• Brief: Filter the entries down to the lines containing "const", and copy those lines.

• Data shown:
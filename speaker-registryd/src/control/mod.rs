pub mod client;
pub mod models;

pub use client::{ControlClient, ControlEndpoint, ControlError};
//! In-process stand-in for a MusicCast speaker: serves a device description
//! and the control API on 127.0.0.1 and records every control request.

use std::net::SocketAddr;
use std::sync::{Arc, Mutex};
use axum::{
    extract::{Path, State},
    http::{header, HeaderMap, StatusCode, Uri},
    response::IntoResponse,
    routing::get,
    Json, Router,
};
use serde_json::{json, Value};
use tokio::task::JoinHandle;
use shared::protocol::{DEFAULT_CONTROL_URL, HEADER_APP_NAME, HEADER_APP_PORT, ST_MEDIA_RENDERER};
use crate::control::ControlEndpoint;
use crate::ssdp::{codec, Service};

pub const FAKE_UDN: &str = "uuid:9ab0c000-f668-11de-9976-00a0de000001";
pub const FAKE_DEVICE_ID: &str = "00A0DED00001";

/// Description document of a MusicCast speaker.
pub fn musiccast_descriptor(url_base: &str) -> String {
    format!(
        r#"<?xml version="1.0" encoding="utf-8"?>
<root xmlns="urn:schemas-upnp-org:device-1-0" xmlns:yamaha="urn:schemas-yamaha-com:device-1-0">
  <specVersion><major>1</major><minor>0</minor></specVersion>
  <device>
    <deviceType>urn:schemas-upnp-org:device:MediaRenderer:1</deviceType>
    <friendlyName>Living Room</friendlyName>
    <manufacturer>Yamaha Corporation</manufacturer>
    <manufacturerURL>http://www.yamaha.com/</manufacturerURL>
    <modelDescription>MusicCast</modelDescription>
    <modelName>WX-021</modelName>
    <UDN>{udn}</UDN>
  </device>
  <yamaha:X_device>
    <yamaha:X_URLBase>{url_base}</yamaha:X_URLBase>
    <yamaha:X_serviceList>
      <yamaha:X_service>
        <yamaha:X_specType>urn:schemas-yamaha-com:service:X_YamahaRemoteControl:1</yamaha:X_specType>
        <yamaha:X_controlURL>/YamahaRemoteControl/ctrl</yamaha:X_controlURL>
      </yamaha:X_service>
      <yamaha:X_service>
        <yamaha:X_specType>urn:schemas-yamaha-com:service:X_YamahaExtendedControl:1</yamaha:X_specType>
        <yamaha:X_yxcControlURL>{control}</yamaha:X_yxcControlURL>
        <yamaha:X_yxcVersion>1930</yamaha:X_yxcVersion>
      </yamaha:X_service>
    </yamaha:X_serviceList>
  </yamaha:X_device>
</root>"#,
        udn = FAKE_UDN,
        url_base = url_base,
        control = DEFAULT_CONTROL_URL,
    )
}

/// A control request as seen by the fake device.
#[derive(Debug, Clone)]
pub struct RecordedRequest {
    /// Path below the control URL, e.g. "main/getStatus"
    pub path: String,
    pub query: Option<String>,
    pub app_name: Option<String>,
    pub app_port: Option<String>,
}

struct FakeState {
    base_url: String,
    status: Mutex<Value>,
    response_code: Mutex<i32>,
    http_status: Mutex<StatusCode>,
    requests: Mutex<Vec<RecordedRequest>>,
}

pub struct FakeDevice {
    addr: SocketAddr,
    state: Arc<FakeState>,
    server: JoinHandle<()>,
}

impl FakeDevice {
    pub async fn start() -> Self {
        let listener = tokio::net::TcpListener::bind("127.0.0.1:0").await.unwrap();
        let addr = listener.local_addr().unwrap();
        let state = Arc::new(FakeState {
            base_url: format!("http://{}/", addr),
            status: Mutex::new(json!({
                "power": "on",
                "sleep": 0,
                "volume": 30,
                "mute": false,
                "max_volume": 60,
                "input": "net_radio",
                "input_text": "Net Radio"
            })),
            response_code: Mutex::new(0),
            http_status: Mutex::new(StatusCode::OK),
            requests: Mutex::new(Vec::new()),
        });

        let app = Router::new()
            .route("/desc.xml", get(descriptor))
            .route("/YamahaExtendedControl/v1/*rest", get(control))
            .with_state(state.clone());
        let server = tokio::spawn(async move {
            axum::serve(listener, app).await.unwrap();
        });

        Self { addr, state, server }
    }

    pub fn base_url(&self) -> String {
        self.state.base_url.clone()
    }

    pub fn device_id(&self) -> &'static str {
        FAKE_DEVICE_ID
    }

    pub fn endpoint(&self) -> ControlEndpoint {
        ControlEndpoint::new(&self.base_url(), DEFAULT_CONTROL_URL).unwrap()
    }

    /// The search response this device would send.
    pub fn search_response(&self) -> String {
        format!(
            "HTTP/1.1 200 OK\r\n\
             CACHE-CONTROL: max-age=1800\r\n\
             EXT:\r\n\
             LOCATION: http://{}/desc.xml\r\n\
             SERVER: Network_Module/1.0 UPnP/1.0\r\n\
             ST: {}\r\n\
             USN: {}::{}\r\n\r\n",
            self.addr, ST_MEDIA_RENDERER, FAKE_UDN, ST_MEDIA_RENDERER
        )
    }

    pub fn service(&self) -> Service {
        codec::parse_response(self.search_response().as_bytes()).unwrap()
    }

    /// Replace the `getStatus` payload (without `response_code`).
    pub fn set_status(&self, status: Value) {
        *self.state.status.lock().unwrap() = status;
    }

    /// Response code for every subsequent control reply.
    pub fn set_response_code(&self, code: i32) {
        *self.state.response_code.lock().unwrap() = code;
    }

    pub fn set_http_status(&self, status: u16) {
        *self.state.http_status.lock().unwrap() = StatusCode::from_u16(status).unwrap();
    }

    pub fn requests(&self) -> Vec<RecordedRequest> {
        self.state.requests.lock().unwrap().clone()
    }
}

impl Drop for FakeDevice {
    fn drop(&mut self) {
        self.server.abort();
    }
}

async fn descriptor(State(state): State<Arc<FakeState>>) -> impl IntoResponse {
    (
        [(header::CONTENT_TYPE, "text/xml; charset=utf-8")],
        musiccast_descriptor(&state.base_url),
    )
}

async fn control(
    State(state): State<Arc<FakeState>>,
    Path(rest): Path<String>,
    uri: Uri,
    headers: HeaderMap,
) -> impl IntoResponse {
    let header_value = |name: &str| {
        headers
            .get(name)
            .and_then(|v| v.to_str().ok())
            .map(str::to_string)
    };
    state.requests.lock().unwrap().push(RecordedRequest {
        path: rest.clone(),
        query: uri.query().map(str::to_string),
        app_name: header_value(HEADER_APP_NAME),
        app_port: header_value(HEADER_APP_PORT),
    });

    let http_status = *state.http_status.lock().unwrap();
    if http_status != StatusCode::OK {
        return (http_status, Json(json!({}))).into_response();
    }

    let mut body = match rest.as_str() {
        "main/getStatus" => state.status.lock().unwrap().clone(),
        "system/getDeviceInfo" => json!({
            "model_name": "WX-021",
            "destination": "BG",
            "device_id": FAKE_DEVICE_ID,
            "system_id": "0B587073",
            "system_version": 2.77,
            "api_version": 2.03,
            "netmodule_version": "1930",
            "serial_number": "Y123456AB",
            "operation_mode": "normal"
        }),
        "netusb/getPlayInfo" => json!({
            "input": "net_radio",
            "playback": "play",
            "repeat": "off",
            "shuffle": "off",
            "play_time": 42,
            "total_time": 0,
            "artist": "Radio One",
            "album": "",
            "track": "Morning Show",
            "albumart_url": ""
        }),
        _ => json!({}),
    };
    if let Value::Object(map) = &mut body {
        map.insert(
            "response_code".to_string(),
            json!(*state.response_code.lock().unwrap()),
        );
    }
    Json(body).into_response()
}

• Result:
pub const FAKE_UDN: &str = "uuid:9ab0c000-f668-11de-9976-00a0de000001";
pub const FAKE_DEVICE_ID: &str = "00A0DED00001";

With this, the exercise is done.